A PaidContent report argues that the move will hurt Macmillian in the long run:
Publishers will ultimately be compelled to bring e-book prices down. If Macmillan is the only publisher to move to an agency model, its e-books will be at a disadvantage compared to other publishers in the Kindle store, which is a bad place to be when you’re trying to sell to the more than 5 million people who will own a Kindle by year-end 2010. But even if the other publishers move to the same model, they’ll suddenly realize that with great (pricing) power, comes great (pricing) responsibility, and some will start to lower prices, promotionally at first and then on a more lasting basis. Because there is always a publisher who is hungrier than the rest.I acknowledge that there is a drastic difference between a free eBook and one that costs a few dollars, but it's likely that a price increase of $5 isn't going to drive away many sales. Almost everyone willing to buy a Macmillian book for $9.99 is still willing at $14.99.
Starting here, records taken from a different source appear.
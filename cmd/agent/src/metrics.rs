use prometheus_client::metrics::counter::Counter;
use prometheus_client::registry::Registry;

/// Standalone agent metrics, the same flat-pair shape as
/// `flotilla-scheduler-bin`'s `SchedulerMetrics` — the node agent isn't one of
/// the five object-reconciling controllers `flotilla_controller_core::Metrics`
/// is keyed for either.
pub struct AgentMetrics {
    registry: Registry,
    pods_started_total: Counter,
    pods_failed_total: Counter,
    /// Incremented whenever the periodic reconcile pass finds a Pod the agent
    /// believes is running but whose containers have vanished from the engine
    /// (SPEC_FULL.md §4.3).
    pod_reconcile_drift_total: Counter,
}

impl AgentMetrics {
    pub fn new() -> Self {
        let mut registry = Registry::default();
        let pods_started_total = Counter::default();
        let pods_failed_total = Counter::default();
        let pod_reconcile_drift_total = Counter::default();
        registry.register(
            "flotilla_agent_pods_started_total",
            "Total number of Pods this agent successfully brought to RUNNING",
            pods_started_total.clone(),
        );
        registry.register(
            "flotilla_agent_pods_failed_total",
            "Total number of Pods this agent transitioned to FAILED",
            pods_failed_total.clone(),
        );
        registry.register(
            "flotilla_agent_pod_reconcile_drift_total",
            "Total number of Pods found to have vanished containers during reconcile",
            pod_reconcile_drift_total.clone(),
        );
        Self { registry, pods_started_total, pods_failed_total, pod_reconcile_drift_total }
    }

    pub fn pod_started(&self) {
        self.pods_started_total.inc();
    }

    pub fn pod_failed(&self) {
        self.pods_failed_total.inc();
    }

    pub fn reconcile_drift(&self) {
        self.pod_reconcile_drift_total.inc();
    }

    pub fn encode(&self) -> String {
        let mut buffer = String::new();
        prometheus_client::encoding::text::encode(&mut buffer, &self.registry)
            .expect("metrics encoding is infallible for well-formed families");
        buffer
    }
}

impl Default for AgentMetrics {
    fn default() -> Self {
        Self::new()
    }
}
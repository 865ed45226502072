use serde::{Deserialize, Serialize};
use std::collections::BTreeMap;

use crate::meta::ObjectMeta;
use crate::pod::PodSpec;

#[derive(Serialize, Deserialize, Debug, Clone, PartialEq)]
#[serde(rename_all = "camelCase")]
pub struct PodTemplateSpec {
    #[serde(default)]
    pub labels: BTreeMap<String, String>,
    pub spec: PodSpec,
}

#[derive(Serialize, Deserialize, Debug, Clone, PartialEq)]
#[serde(rename_all = "camelCase")]
pub struct ReplicaSetSpec {
    pub selector: BTreeMap<String, String>,
    pub replicas: u32,
    pub template: PodTemplateSpec,
}

/// `observed_replicas` is the single scalar count decided in SPEC_FULL.md §9
/// (Open Question: ReplicaSet status shape) rather than separate ready/available
/// counters, since the control plane has no readiness-probe concept.
#[derive(Serialize, Deserialize, Debug, Clone, PartialEq, Eq, Default)]
#[serde(rename_all = "camelCase")]
pub struct ReplicaSetStatus {
    pub observed_replicas: u32,
    #[serde(default)]
    pub owned_pods: Vec<String>,
    #[serde(default)]
    pub hpa_controlled: bool,
}

#[derive(Serialize, Deserialize, Debug, Clone, PartialEq)]
pub struct ReplicaSet {
    pub meta: ObjectMeta,
    pub spec: ReplicaSetSpec,
    #[serde(default)]
    pub status: ReplicaSetStatus,
}

impl ReplicaSet {
    pub fn new(meta: ObjectMeta, spec: ReplicaSetSpec) -> Self {
        Self {
            meta,
            spec,
            status: ReplicaSetStatus::default(),
        }
    }
}
use chrono::{DateTime, Utc};
use serde::{Deserialize, Serialize};

use crate::meta::ObjectMeta;

#[derive(Serialize, Deserialize, Debug, Clone, PartialEq, Eq)]
#[serde(rename_all = "camelCase")]
pub struct HpaTargetRef {
    pub kind: String,
    pub name: String,
}

/// Scale-up past `high`, scale-down below `low`, both in `[0, 1]`
/// (SPEC_FULL.md §9: HPA metric is a normalized scalar, not a raw CPU figure).
#[derive(Serialize, Deserialize, Debug, Clone, Copy, PartialEq)]
#[serde(rename_all = "camelCase")]
pub struct MetricThreshold {
    pub high: f64,
    pub low: f64,
}

#[derive(Serialize, Deserialize, Debug, Clone, PartialEq)]
#[serde(rename_all = "camelCase")]
pub struct HpaSpec {
    pub target: HpaTargetRef,
    pub min_replicas: u32,
    pub max_replicas: u32,
    pub metric: MetricThreshold,
}

#[derive(Serialize, Deserialize, Debug, Clone, Copy, PartialEq, Default)]
#[serde(rename_all = "camelCase")]
pub struct HpaStatus {
    pub current_replicas: u32,
    pub last_scale_time: Option<DateTime<Utc>>,
}

#[derive(Serialize, Deserialize, Debug, Clone, PartialEq)]
pub struct HorizontalPodAutoscaler {
    pub meta: ObjectMeta,
    pub spec: HpaSpec,
    #[serde(default)]
    pub status: HpaStatus,
}

impl HorizontalPodAutoscaler {
    pub fn new(meta: ObjectMeta, spec: HpaSpec) -> Self {
        Self {
            meta,
            spec,
            status: HpaStatus::default(),
        }
    }
}
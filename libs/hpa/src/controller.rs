use std::sync::Arc;

use flotilla_api_client::FlotillaClient;
use flotilla_controller_core::{run_poll_loop, ControllerId, ControllerMetrics};
use tokio::sync::watch;
use tokio::time::Duration;
use tracing::info;

use crate::reconcile::{list_targets, reconcile};

pub const CONTROLLER_ID: ControllerId = "hpa";

/// Runs the HPAController's poll loop until `shutdown` signals true.
pub async fn run(
    client: FlotillaClient,
    metrics: Arc<ControllerMetrics>,
    poll_interval: Option<Duration>,
    shutdown: watch::Receiver<bool>,
) {
    info!(controller = CONTROLLER_ID, "starting controller");
    let list_client = client.clone();
    let reconcile_client = client.clone();
    run_poll_loop(
        CONTROLLER_ID,
        metrics,
        poll_interval,
        shutdown,
        move || {
            let client = list_client.clone();
            async move { list_targets(&client).await }
        },
        move |key| {
            let client = reconcile_client.clone();
            async move { reconcile(&client, &key).await }
        },
    )
    .await;
}
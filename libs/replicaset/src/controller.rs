use std::sync::Arc;

use flotilla_api_client::FlotillaClient;
use flotilla_controller_core::{run_poll_loop, ControllerId, ControllerMetrics};
use tokio::sync::watch;
use tokio::time::Duration;
use tracing::info;

use crate::reconcile::{list_targets, reconcile};

pub const CONTROLLER_ID: ControllerId = "replicaset";

/// Runs the ReplicaSetController's poll loop until `shutdown` signals true,
/// mirroring the teacher's per-resource `controller::run` entrypoint
/// (`libs/group/src/controller.rs`).
pub async fn run(
    client: FlotillaClient,
    metrics: Arc<ControllerMetrics>,
    poll_interval: Option<Duration>,
    shutdown: watch::Receiver<bool>,
) {
    info!(controller = CONTROLLER_ID, "starting controller");
    let list_client = client.clone();
    let reconcile_client = client.clone();
    run_poll_loop(
        CONTROLLER_ID,
        metrics,
        poll_interval,
        shutdown,
        move || {
            let client = list_client.clone();
            async move { list_targets(&client).await }
        },
        move |key| {
            let client = reconcile_client.clone();
            async move { reconcile(&client, &key).await }
        },
    )
    .await;
}
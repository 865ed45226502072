use axum::extract::{Path, State};
use axum::http::StatusCode;
use axum::Json;
use flotilla_model::{Kind, ObjectKey, Service};
use flotilla_service_controller::{compute_endpoints, NodePortEvent, ProxyAction, ProxyEndpoint, ProxyMessage, NODE_PORT_TOPIC};
use flotilla_store::TypedBus;

use crate::crud;
use crate::error::{ApiError, Result};
use crate::state::AppState;

pub async fn list_all(State(state): State<AppState>) -> Result<Json<Vec<Service>>> {
    Ok(Json(crud::list_all(state.kv.as_ref(), Kind::Service).await?))
}

pub async fn list_namespaced(
    State(state): State<AppState>,
    Path(namespace): Path<String>,
) -> Result<Json<Vec<Service>>> {
    Ok(Json(crud::list_namespaced(state.kv.as_ref(), Kind::Service, &namespace).await?))
}

pub async fn get(
    State(state): State<AppState>,
    Path((namespace, name)): Path<(String, String)>,
) -> Result<Json<Service>> {
    let key = ObjectKey::namespaced(Kind::Service, namespace, name);
    Ok(Json(crud::require(state.kv.as_ref(), &key).await?))
}

pub async fn create(
    State(state): State<AppState>,
    Path(namespace): Path<String>,
    Json(mut service): Json<Service>,
) -> Result<Json<Service>> {
    service.meta.namespace = Some(namespace.clone());
    let key = ObjectKey::namespaced(Kind::Service, &namespace, &service.meta.name);
    if crud::exists(state.kv.as_ref(), &key).await? {
        return Err(ApiError::Conflict(key.to_string()));
    }
    crud::put(state.kv.as_ref(), &key, &service).await?;
    Ok(Json(service))
}

/// Enforces spec.md §4.1's narrow update contract: the submitted spec fields
/// other than `port.node_port` are immutable post-creation (same "the API
/// never mutates spec out from under the caller" rule as Pod update), and
/// `status.cluster_ip` may only move from unset to set, never change once
/// assigned — "only if currently unset ... atomic IP-assignment handoff from
/// ServiceController" (spec.md §4.1). `node_port` is excluded from that freeze
/// because the NodePort manager legitimately reassigns it (spec.md §4.5.5:
/// "service update auto-releases the old port before taking the new").
pub async fn update(
    State(state): State<AppState>,
    Path((namespace, name)): Path<(String, String)>,
    Json(incoming): Json<Service>,
) -> Result<Json<Service>> {
    let key = ObjectKey::namespaced(Kind::Service, &namespace, &name);
    let stored: Service = crud::require(state.kv.as_ref(), &key).await?;

    if let (Some(old_ip), Some(new_ip)) = (&stored.status.cluster_ip, &incoming.status.cluster_ip) {
        if old_ip != new_ip {
            return Err(ApiError::Conflict(format!(
                "clusterIP for {key} is already assigned and cannot be reassigned"
            )));
        }
    }

    let mut merged = stored;
    merged.status.cluster_ip = incoming.status.cluster_ip.or(merged.status.cluster_ip);
    merged.spec.port.node_port = incoming.spec.port.node_port;

    crud::put(state.kv.as_ref(), &key, &merged).await?;
    Ok(Json(merged))
}

/// Publishes `DELETE` to every node's service topic, then releases the
/// clusterIP (simply by dropping the record) and nodePort (spec.md §4.5
/// ServiceController: "On Service delete: publishes DELETE to every node,
/// releases clusterIP and nodePort").
pub async fn delete(
    State(state): State<AppState>,
    Path((namespace, name)): Path<(String, String)>,
) -> Result<StatusCode> {
    let key = ObjectKey::namespaced(Kind::Service, &namespace, &name);
    let service: Service = crud::require(state.kv.as_ref(), &key).await?;

    let nodes: Vec<flotilla_model::Node> = crud::list_all(state.kv.as_ref(), Kind::Node).await?;
    let message = ProxyMessage {
        action: ProxyAction::Delete,
        service_name: name.clone(),
        cluster_ip: service.status.cluster_ip.clone().unwrap_or_default(),
        port: service.spec.port.port,
        protocol: service.spec.port.protocol,
        endpoints: Vec::<ProxyEndpoint>::new(),
        node_port: service.spec.port.node_port,
    };
    let typed_bus = TypedBus::new(state.bus.as_ref());
    for node in nodes {
        if let Err(err) = typed_bus.publish(&node.service_topic, &message).await {
            tracing::warn!(node = %node.meta.name, %err, "failed to publish service deletion");
        }
    }

    if service.spec.port.node_port.is_some() {
        let event = NodePortEvent::Deallocate { service: key.to_string() };
        if let Err(err) = typed_bus.publish(NODE_PORT_TOPIC, &event).await {
            tracing::warn!(%err, "failed to broadcast nodeport release");
        }
    }

    crud::delete(state.kv.as_ref(), &key).await?;
    Ok(StatusCode::NO_CONTENT)
}

/// Read-only introspection of the endpoint set the ServiceController has
/// computed and fanned out to proxies for `name` (spec.md §4.5 bullet 3),
/// reusing the controller's own selector/Running filter so this can never
/// drift from what nodes actually received.
pub async fn get_endpoints(
    State(state): State<AppState>,
    Path((namespace, name)): Path<(String, String)>,
) -> Result<Json<Vec<ProxyEndpoint>>> {
    let key = ObjectKey::namespaced(Kind::Service, &namespace, &name);
    let service: Service = crud::require(state.kv.as_ref(), &key).await?;
    let pods = crud::list_namespaced(state.kv.as_ref(), Kind::Pod, &namespace).await?;
    Ok(Json(compute_endpoints(&service, &pods)))
}
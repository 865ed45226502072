use async_trait::async_trait;
use redis::AsyncCommands;
use redis::aio::ConnectionManager;

use crate::bus::{Delivery, MessageBus};
use crate::error::{Result, StoreError};
use crate::kv::KvStore;

/// `KvStore` backed by plain Redis `GET`/`SET`/`DEL`/`SCAN`, the store-of-record
/// for every non-test deployment (spec.md §6: "a KV store" treated as an external
/// dependency; SPEC_FULL.md §0 picks Redis since the pack carries no etcd client).
#[derive(Clone)]
pub struct RedisKvStore {
    conn: ConnectionManager,
}

impl RedisKvStore {
    pub async fn connect(url: &str) -> Result<Self> {
        let client = redis::Client::open(url)
            .map_err(|e| StoreError::Connection(url.to_string(), e))?;
        let conn = client
            .get_connection_manager()
            .await
            .map_err(|e| StoreError::Connection(url.to_string(), e))?;
        Ok(Self { conn })
    }
}

#[async_trait]
impl KvStore for RedisKvStore {
    async fn get(&self, key: &str) -> Result<Option<Vec<u8>>> {
        let mut conn = self.conn.clone();
        conn.get(key)
            .await
            .map_err(|e| StoreError::Backend(format!("GET {key}"), e))
    }

    async fn set(&self, key: &str, value: Vec<u8>) -> Result<()> {
        let mut conn = self.conn.clone();
        conn.set(key, value)
            .await
            .map_err(|e| StoreError::Backend(format!("SET {key}"), e))
    }

    async fn delete(&self, key: &str) -> Result<()> {
        let mut conn = self.conn.clone();
        conn.del(key)
            .await
            .map_err(|e| StoreError::Backend(format!("DEL {key}"), e))
    }

    async fn list_prefix(&self, prefix: &str) -> Result<Vec<(String, Vec<u8>)>> {
        let mut conn = self.conn.clone();
        let pattern = format!("{prefix}*");
        let keys: Vec<String> = conn
            .keys(&pattern)
            .await
            .map_err(|e| StoreError::Backend(format!("KEYS {pattern}"), e))?;
        if keys.is_empty() {
            return Ok(Vec::new());
        }
        let values: Vec<Option<Vec<u8>>> = conn
            .mget(&keys)
            .await
            .map_err(|e| StoreError::Backend(format!("MGET {pattern}"), e))?;
        let mut entries: Vec<(String, Vec<u8>)> = keys
            .into_iter()
            .zip(values)
            .filter_map(|(k, v)| v.map(|v| (k, v)))
            .collect();
        entries.sort_by(|a, b| a.0.cmp(&b.0));
        Ok(entries)
    }
}

/// `MessageBus` backed by Redis streams (`XADD`) and consumer groups
/// (`XREADGROUP`/`XACK`), giving the at-least-once redelivery semantics spec.md
/// §5 requires: a delivery not acked stays pending for its group and is
/// redelivered on the next poll by any consumer in that group.
#[derive(Clone)]
pub struct RedisMessageBus {
    conn: ConnectionManager,
    /// Stable name identifying this process within a consumer group, so pending
    /// entries claimed by a crashed sibling can be told apart from this one's.
    consumer: String,
}

impl RedisMessageBus {
    pub async fn connect(url: &str, consumer: impl Into<String>) -> Result<Self> {
        let client = redis::Client::open(url)
            .map_err(|e| StoreError::Connection(url.to_string(), e))?;
        let conn = client
            .get_connection_manager()
            .await
            .map_err(|e| StoreError::Connection(url.to_string(), e))?;
        Ok(Self {
            conn,
            consumer: consumer.into(),
        })
    }

    async fn ensure_group(&self, topic: &str, group: &str) -> Result<()> {
        let mut conn = self.conn.clone();
        let result: redis::RedisResult<()> = conn
            .xgroup_create_mkstream(topic, group, "0")
            .await;
        match result {
            Ok(()) => Ok(()),
            Err(e) if e.code() == Some("BUSYGROUP") => Ok(()),
            Err(e) => Err(StoreError::Backend(
                format!("XGROUP CREATE {topic} {group}"),
                e,
            )),
        }
    }
}

#[async_trait]
impl MessageBus for RedisMessageBus {
    async fn publish(&self, topic: &str, payload: Vec<u8>) -> Result<()> {
        let mut conn = self.conn.clone();
        let _id: String = conn
            .xadd(topic, "*", &[("payload", payload)])
            .await
            .map_err(|e| StoreError::Backend(format!("XADD {topic}"), e))?;
        Ok(())
    }

    async fn poll(&self, topic: &str, group: &str, max: usize) -> Result<Vec<Delivery>> {
        self.ensure_group(topic, group).await?;

        let mut conn = self.conn.clone();
        let opts = redis::streams::StreamReadOptions::default()
            .group(group, &self.consumer)
            .count(max);
        let reply: redis::streams::StreamReadReply = conn
            .xread_options(&[topic], &[">"], &opts)
            .await
            .map_err(|e| StoreError::Backend(format!("XREADGROUP {topic}/{group}"), e))?;

        let mut deliveries = Vec::new();
        for stream_key in reply.keys {
            for entry in stream_key.ids {
                let payload: Vec<u8> = entry
                    .map
                    .get("payload")
                    .and_then(|v| match v {
                        redis::Value::BulkString(b) => Some(b.clone()),
                        _ => None,
                    })
                    .unwrap_or_default();
                deliveries.push(Delivery {
                    id: entry.id,
                    payload,
                });
            }
        }
        Ok(deliveries)
    }

    async fn ack(&self, topic: &str, group: &str, id: &str) -> Result<()> {
        let mut conn = self.conn.clone();
        conn.xack(topic, group, &[id])
            .await
            .map_err(|e| StoreError::Backend(format!("XACK {topic}/{group}/{id}"), e))
    }
}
Books are not homogenous goods, and they make poor substitutes for one another. If I want a book on Sandy Koufax, I wouldn't substitute away from a higher-price Koufax and instead buy a cheaper book on Don Drysdale. Fans of Twilight aren't going to switch to a different series to save a few dollars.
Of course, there are limits: if an eBook costs $60, that's going to be a large deterrence. But for small price differences, the Kindle crowd is not very price sensitive (they've already shelled out $259 for the device, after all).
Update 2/3: The Onion has a sarcastic quote to this point:
"Macmillan's loss. I would have bought Everything Ravaged, Everything Burned for $9.99, but at $12.99, I'm going with NCIS and, for commercial breaks, an old copy of People."